*Task description*
Copy out each line of the data that holds the string "Result".

Saved entries:
________________________________________

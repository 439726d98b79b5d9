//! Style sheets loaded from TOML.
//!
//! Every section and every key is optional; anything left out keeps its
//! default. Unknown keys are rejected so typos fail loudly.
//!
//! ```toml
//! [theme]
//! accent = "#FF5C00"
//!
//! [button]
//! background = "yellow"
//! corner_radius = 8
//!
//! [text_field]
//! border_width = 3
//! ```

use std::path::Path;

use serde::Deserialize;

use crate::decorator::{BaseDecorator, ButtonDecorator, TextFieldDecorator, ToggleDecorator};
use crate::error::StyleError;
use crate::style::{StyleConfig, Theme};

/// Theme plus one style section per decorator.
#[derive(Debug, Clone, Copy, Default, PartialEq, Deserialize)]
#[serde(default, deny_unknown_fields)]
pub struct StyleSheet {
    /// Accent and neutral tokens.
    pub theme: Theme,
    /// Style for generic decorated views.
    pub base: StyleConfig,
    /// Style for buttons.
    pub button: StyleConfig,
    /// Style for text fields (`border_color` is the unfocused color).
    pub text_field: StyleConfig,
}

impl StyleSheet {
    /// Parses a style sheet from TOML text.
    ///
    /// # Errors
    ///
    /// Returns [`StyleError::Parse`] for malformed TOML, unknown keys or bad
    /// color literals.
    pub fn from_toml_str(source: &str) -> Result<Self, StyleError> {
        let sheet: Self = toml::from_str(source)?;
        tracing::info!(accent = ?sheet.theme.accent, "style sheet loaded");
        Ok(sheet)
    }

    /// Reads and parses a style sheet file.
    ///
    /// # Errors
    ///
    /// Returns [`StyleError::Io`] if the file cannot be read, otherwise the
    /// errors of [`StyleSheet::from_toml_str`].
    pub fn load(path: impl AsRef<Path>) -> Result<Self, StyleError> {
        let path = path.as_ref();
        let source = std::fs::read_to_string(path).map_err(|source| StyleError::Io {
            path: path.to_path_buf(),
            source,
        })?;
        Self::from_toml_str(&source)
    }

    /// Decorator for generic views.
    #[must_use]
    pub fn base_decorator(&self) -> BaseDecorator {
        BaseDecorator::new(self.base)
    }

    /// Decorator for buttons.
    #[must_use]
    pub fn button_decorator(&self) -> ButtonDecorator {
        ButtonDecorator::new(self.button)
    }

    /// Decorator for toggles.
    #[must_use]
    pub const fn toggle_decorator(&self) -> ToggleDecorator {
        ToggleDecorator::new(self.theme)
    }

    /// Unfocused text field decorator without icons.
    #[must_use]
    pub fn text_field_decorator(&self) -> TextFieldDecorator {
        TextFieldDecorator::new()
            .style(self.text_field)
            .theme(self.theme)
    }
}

________________________________________

*Expected answer*
    pub fn from_toml_str(source: &str) -> Result<Self, StyleError> {
    pub fn load(path: impl AsRef<Path>) -> Result<Self, StyleError> {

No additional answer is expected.